Exercise —
Nothing but the line with "let mut removal" and the lines after it should appear, each retyped exactly as in the listing.

Record extracts —
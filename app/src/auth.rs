//! Session-cookie authentication.
//!
//! Handlers that take an [`Authenticated`] argument are only reachable by a
//! logged in, active cook; anyone else is sent to the login page with a
//! `next` parameter pointing back at what they asked for.

use std::future::Future;
use std::pin::Pin;

use actix_web::cookie::{time, Cookie, SameSite};
use actix_web::dev::Payload;
use actix_web::http::header;
use actix_web::{web, FromRequest, HttpRequest, HttpResponse};
use log::*;
use percent_encoding::{utf8_percent_encode, AsciiSet, NON_ALPHANUMERIC};
use postgres::GenericClient;
use serde::{Deserialize, Serialize};
use tera::Context;

use infra::ids::Id;
use infra::passwords;
use infra::sessions::{Session, SessionStore};

use crate::cooks::{self, Cook};
use crate::error::{Error, Result};
use crate::forms::{FormData, FormErrors, REQUIRED};
use crate::services::{blocking, with_conn};
use crate::templates;
use crate::Kitchen;

pub const LOGIN_URL: &str = "/accounts/login/";
pub const LOGOUT_URL: &str = "/accounts/logout/";
pub const LOGIN_REDIRECT_URL: &str = "/";
pub const SESSION_USER_KEY: &str = "_auth_user_id";

const INVALID_LOGIN: &str =
    "Please enter a correct username and password. Note that both fields may be case-sensitive.";

/// Characters escaped in the `next` parameter; path separators stay readable.
const NEXT_ENCODE_SET: &AsciiSet = &NON_ALPHANUMERIC
    .remove(b'/')
    .remove(b'_')
    .remove(b'.')
    .remove(b'-')
    .remove(b'~');

#[derive(Debug)]
pub struct Authenticated {
    pub cook: Cook,
    pub session: Session,
}

#[derive(Debug, Clone, Default, Deserialize)]
pub struct NextParam {
    next: Option<String>,
}

#[derive(Debug, Clone, Default, Serialize)]
struct LoginForm {
    username: String,
    next: String,
}

pub fn configure(cfg: &mut web::ServiceConfig) {
    cfg.service(
        web::resource(LOGIN_URL)
            .route(web::get().to(login_form))
            .route(web::post().to(login)),
    )
    .service(web::resource(LOGOUT_URL).route(web::post().to(logout)));
}

pub fn login_url(next: &str) -> String {
    format!(
        "{}?next={}",
        LOGIN_URL,
        utf8_percent_encode(next, NEXT_ENCODE_SET)
    )
}

/// Only same-site absolute paths may be redirected to after login.
pub fn is_safe_next(next: &str) -> bool {
    next.starts_with('/')
        && !next.starts_with("//")
        && !next.starts_with("/\\")
        && !next.chars().any(|c| c.is_control())
}

impl Authenticated {
    /// A template context already carrying the logged in cook.
    pub fn context(&self) -> Context {
        let mut context = Context::new();
        context.insert("user", &self.cook);
        context
    }
}

impl FromRequest for Authenticated {
    type Error = Error;
    type Future = Pin<Box<dyn Future<Output = Result<Self>>>>;

    fn from_request(req: &HttpRequest, _: &mut Payload) -> Self::Future {
        let kitchen = req.app_data::<web::Data<Kitchen>>().cloned();
        let key = kitchen
            .as_ref()
            .and_then(|k| req.cookie(&k.cookie().name))
            .map(|c| c.value().to_string());
        let target = req
            .uri()
            .path_and_query()
            .map(|pq| pq.as_str().to_string())
            .unwrap_or_else(|| req.path().to_string());

        Box::pin(async move {
            let kitchen = kitchen.ok_or(Error::MissingState)?;
            let key = match key {
                Some(key) => key,
                None => return Err(Error::LoginRequired(login_url(&target))),
            };
            let found = blocking(move || {
                with_conn(kitchen.db(), |conn| {
                    load_authenticated(conn, kitchen.sessions(), &key)
                })
            })
            .await?;
            found.ok_or_else(|| Error::LoginRequired(login_url(&target)))
        })
    }
}

fn load_authenticated<C: GenericClient>(
    conn: &mut C,
    store: &SessionStore,
    key: &str,
) -> Result<Option<Authenticated>> {
    let session = match store.load(conn, key)? {
        Some(session) => session,
        None => {
            debug!("No live session for presented key");
            return Ok(None);
        }
    };
    let id = match session.get::<i64>(SESSION_USER_KEY) {
        Some(id) => Id::<Cook>::new(id),
        None => return Ok(None),
    };
    let cook = cooks::load_active(conn, id)?;
    Ok(cook.map(|cook| Authenticated { cook, session }))
}

/// Check credentials, then bind the cook to a session under a fresh key.
fn log_in<C: GenericClient>(
    conn: &mut C,
    store: &SessionStore,
    previous: Option<&str>,
    username: &str,
    password: &str,
) -> Result<Option<Session>> {
    let (id, hash) = match cooks::credentials(conn, username)? {
        Some(found) => found,
        None => {
            info!("Login attempt for unknown or inactive {:?}", username);
            return Ok(None);
        }
    };
    if !passwords::verify(password, &hash) {
        info!("Failed login for {:?}", username);
        return Ok(None);
    }

    let existing = match previous {
        Some(key) => store.load(conn, key)?,
        None => None,
    };
    let mut session = match existing {
        Some(mut session) if session.get::<i64>(SESSION_USER_KEY) == Some(id.get()) => {
            store.cycle_key(conn, &mut session)?;
            session
        }
        Some(session) => {
            store.delete(conn, session.key())?;
            store.create(conn)?
        }
        None => store.create(conn)?,
    };
    session.insert(SESSION_USER_KEY, id.get())?;
    store.save(conn, &mut session)?;
    cooks::touch_last_login(conn, id)?;
    info!("Cook {} logged in", id);
    Ok(Some(session))
}

fn session_cookie(kitchen: &Kitchen, value: String) -> Cookie<'static> {
    let settings = kitchen.cookie();
    Cookie::build(settings.name.clone(), value)
        .path("/")
        .http_only(true)
        .same_site(SameSite::Lax)
        .secure(settings.secure)
        .max_age(time::Duration::seconds(settings.max_age_secs))
        .finish()
}

fn render_login(form: &LoginForm, errors: &FormErrors) -> Result<HttpResponse> {
    let mut context = Context::new();
    context.insert("form", form);
    context.insert("errors", errors);
    templates::render("login.html", &context)
}

async fn login_form(query: web::Query<NextParam>) -> Result<HttpResponse> {
    let form = LoginForm {
        username: String::new(),
        next: query.into_inner().next.unwrap_or_default(),
    };
    render_login(&form, &FormErrors::default())
}

async fn login(
    req: HttpRequest,
    kitchen: web::Data<Kitchen>,
    query: web::Query<NextParam>,
    body: web::Bytes,
) -> Result<HttpResponse> {
    let data = FormData::parse(&body);
    let form = LoginForm {
        username: data.text("username"),
        next: data
            .get("next")
            .map(str::to_string)
            .or_else(|| query.into_inner().next)
            .unwrap_or_default(),
    };
    let password = data.raw("password");

    let mut errors = FormErrors::default();
    if form.username.is_empty() {
        errors.add("username", REQUIRED);
    }
    if password.is_empty() {
        errors.add("password", REQUIRED);
    }
    if !errors.is_empty() {
        return render_login(&form, &errors);
    }

    let previous = req
        .cookie(&kitchen.cookie().name)
        .map(|c| c.value().to_string());
    let username = form.username.clone();
    let state = kitchen.clone();
    let session = blocking(move || {
        with_conn(state.db(), |conn| {
            log_in(
                conn,
                state.sessions(),
                previous.as_deref(),
                &username,
                &password,
            )
        })
    })
    .await?;

    let session = match session {
        Some(session) => session,
        None => {
            errors.add_non_field(INVALID_LOGIN);
            return render_login(&form, &errors);
        }
    };

    let location = if is_safe_next(&form.next) {
        form.next.as_str()
    } else {
        LOGIN_REDIRECT_URL
    };
    debug!("Login succeeded; redirect to {}", location);
    Ok(HttpResponse::SeeOther()
        .insert_header((header::LOCATION, location))
        .cookie(session_cookie(&kitchen, session.key().to_string()))
        .finish())
}

async fn logout(req: HttpRequest, kitchen: web::Data<Kitchen>) -> Result<HttpResponse> {
    if let Some(cookie) = req.cookie(&kitchen.cookie().name) {
        let key = cookie.value().to_string();
        let state = kitchen.clone();
        blocking(move || {
            with_conn(state.db(), |conn| {
                state.sessions().delete(conn, &key)?;
                Ok(())
            })
        })
        .await?;
    }

    let mut removal = session_cookie(&kitchen, String::new());
    removal.make_removal();
    Ok(HttpResponse::SeeOther()
        .insert_header((header::LOCATION, LOGIN_URL))
        .cookie(removal)
        .finish())
}

#[cfg(test)]
mod test {
    use super::*;

    #[test]
    fn next_keeps_slashes_literal() {
        assert_eq!(login_url("/cooks/"), "/accounts/login/?next=/cooks/");
        assert_eq!(login_url("/dish-types/"), "/accounts/login/?next=/dish-types/");
    }

    #[test]
    fn next_encodes_the_query_string() {
        assert_eq!(
            login_url("/cooks/?page=2&search=a b"),
            "/accounts/login/?next=/cooks/%3Fpage%3D2%26search%3Da%20b"
        );
    }

    #[test]
    fn only_local_paths_are_safe() {
        assert!(is_safe_next("/dishes/3"));
        assert!(!is_safe_next(""));
        assert!(!is_safe_next("https://example.com/"));
        assert!(!is_safe_next("//example.com/"));
        assert!(!is_safe_next("/\\example.com"));
    }
}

Written solution —
    let mut removal = session_cookie(&kitchen, String::new());
    removal.make_removal();
    Ok(HttpResponse::SeeOther()
        .insert_header((header::LOCATION, LOGIN_URL))
        .cookie(removal)
        .finish())
}

#[cfg(test)]
mod test {
    use super::*;

    #[test]
    fn next_keeps_slashes_literal() {
        assert_eq!(login_url("/cooks/"), "/accounts/login/?next=/cooks/");
        assert_eq!(login_url("/dish-types/"), "/accounts/login/?next=/dish-types/");
    }

    #[test]
    fn next_encodes_the_query_string() {
        assert_eq!(
            login_url("/cooks/?page=2&search=a b"),
            "/accounts/login/?next=/cooks/%3Fpage%3D2%26search%3Da%20b"
        );
    }

    #[test]
    fn only_local_paths_are_safe() {
        assert!(is_safe_next("/dishes/3"));
        assert!(!is_safe_next(""));
        assert!(!is_safe_next("https://example.com/"));
        assert!(!is_safe_next("//example.com/"));
        assert!(!is_safe_next("/\\example.com"));
    }
}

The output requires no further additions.